**Task directions:**
In the entries below, spot each line with the word "stored" and copy it.

**Dataset extract:**
========================

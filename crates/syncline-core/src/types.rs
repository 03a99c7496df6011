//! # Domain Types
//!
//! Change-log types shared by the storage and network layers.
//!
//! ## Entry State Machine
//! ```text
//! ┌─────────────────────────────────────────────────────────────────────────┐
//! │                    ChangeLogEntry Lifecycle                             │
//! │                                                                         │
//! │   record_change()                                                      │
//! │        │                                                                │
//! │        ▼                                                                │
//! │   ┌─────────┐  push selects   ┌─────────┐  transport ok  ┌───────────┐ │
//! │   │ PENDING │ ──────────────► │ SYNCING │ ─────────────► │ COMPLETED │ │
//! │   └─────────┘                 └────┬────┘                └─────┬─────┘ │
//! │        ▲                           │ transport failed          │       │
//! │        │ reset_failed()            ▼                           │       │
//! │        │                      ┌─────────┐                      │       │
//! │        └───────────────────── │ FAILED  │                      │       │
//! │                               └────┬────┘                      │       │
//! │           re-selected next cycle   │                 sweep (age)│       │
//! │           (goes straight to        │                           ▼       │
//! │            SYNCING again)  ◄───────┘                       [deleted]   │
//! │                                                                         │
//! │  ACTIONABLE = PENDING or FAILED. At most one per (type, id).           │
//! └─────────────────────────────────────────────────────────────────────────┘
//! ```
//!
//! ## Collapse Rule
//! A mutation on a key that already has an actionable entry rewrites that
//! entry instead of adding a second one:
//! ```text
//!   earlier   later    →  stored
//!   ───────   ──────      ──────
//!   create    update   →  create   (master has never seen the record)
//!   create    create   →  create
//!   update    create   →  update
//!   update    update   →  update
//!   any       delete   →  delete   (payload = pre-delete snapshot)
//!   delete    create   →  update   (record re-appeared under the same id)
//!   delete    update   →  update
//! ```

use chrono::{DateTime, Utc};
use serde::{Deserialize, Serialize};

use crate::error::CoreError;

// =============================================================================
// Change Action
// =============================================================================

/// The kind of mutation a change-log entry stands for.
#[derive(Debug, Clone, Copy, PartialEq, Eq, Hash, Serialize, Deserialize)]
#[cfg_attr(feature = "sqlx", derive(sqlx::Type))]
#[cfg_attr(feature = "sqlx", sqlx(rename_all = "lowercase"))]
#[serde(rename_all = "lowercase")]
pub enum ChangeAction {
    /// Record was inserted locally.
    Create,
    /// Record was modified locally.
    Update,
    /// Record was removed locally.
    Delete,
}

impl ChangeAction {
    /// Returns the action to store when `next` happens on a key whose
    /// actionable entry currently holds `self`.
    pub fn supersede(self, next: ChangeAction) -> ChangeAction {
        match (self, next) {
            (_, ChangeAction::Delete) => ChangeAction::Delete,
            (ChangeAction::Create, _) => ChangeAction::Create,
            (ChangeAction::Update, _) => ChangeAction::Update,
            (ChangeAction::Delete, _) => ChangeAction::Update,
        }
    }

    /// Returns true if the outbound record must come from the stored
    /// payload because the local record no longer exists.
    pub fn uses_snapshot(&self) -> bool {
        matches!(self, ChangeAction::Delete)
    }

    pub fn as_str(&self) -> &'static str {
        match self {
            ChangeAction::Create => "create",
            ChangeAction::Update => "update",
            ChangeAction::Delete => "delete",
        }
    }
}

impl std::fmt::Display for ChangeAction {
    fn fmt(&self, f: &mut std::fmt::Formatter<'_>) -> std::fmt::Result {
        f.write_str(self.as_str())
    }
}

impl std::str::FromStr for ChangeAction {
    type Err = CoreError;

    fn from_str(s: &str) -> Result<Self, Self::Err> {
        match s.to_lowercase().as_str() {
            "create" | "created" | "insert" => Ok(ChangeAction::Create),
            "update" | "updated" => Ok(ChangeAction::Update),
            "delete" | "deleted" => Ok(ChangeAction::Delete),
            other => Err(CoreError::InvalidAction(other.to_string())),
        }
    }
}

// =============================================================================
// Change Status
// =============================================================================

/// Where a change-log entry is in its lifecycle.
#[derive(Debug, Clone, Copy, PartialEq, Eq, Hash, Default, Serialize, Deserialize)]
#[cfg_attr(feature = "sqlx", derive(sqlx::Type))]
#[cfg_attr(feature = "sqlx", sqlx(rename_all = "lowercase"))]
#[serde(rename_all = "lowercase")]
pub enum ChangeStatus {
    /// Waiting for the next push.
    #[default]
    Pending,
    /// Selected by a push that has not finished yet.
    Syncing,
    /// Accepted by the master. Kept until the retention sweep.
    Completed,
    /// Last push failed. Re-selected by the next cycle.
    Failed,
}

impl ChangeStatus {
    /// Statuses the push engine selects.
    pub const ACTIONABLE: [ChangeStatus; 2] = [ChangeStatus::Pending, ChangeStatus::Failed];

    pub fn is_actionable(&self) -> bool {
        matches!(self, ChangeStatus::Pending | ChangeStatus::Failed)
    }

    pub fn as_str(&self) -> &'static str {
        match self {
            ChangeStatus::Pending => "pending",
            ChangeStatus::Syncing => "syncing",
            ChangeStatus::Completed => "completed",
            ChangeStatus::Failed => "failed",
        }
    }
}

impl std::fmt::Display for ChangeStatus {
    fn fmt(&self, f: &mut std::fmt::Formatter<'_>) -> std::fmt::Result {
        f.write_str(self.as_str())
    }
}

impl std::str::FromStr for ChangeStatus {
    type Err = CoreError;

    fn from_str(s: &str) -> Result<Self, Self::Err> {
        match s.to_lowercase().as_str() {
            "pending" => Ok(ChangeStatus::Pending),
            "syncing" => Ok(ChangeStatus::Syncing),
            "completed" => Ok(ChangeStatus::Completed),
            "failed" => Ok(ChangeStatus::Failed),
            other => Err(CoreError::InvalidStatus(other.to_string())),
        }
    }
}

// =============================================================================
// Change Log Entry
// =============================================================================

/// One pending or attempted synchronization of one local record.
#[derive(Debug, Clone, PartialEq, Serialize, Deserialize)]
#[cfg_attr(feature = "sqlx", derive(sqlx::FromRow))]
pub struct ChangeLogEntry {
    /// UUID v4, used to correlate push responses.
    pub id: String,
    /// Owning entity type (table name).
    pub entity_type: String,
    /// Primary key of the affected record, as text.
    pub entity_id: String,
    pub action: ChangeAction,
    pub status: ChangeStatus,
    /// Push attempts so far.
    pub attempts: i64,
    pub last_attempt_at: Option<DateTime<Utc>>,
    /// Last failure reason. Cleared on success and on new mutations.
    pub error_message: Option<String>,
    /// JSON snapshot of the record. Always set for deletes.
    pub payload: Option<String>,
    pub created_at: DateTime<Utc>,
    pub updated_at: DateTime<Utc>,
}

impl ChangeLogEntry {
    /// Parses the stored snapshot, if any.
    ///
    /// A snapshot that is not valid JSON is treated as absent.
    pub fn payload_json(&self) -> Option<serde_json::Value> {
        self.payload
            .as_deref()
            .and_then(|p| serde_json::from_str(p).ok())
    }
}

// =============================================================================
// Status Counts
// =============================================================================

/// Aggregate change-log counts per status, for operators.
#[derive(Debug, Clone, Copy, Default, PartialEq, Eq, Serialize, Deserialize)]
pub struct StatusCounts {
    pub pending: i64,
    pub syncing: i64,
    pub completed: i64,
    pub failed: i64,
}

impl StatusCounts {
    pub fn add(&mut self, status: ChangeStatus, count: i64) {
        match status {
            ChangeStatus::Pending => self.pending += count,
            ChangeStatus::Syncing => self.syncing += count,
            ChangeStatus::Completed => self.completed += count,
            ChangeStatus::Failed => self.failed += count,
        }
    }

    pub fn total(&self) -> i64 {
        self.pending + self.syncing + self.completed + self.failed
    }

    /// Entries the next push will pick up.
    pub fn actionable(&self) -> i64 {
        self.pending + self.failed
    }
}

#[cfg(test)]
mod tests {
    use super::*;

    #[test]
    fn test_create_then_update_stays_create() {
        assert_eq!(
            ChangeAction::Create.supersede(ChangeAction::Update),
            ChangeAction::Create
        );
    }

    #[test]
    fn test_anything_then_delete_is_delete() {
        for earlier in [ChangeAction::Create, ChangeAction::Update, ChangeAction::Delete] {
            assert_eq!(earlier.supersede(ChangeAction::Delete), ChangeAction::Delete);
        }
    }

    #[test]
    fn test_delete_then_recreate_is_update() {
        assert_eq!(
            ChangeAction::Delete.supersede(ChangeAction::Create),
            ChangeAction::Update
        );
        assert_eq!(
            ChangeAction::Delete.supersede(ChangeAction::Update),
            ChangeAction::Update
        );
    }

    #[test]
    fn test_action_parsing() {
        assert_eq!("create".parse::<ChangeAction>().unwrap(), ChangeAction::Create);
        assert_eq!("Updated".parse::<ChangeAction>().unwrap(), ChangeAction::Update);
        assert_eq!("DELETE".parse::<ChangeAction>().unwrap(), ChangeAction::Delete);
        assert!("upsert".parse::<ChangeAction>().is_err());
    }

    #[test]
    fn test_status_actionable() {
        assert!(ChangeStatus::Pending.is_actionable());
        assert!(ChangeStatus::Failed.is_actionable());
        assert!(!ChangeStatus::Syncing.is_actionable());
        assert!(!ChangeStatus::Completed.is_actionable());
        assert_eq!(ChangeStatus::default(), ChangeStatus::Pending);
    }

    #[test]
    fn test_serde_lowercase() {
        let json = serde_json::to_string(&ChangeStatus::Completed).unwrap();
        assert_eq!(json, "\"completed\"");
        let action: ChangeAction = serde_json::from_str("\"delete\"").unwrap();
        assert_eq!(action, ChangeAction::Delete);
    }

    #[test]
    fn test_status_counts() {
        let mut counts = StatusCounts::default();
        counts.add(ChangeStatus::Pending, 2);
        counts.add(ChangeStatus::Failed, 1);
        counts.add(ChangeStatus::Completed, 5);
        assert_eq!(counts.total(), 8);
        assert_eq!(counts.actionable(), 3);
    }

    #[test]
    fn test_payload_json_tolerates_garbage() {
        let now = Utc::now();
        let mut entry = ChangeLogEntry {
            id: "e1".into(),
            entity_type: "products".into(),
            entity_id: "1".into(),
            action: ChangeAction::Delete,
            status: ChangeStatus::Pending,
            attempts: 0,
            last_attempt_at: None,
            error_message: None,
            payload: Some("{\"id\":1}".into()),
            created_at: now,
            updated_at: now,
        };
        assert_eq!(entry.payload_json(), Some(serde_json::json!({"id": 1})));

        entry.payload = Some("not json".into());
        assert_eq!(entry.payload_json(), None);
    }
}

========================

**Solution to this exercise:**
//!   earlier   later    →  stored
    /// Returns true if the outbound record must come from the stored
    /// Parses the stored snapshot, if any.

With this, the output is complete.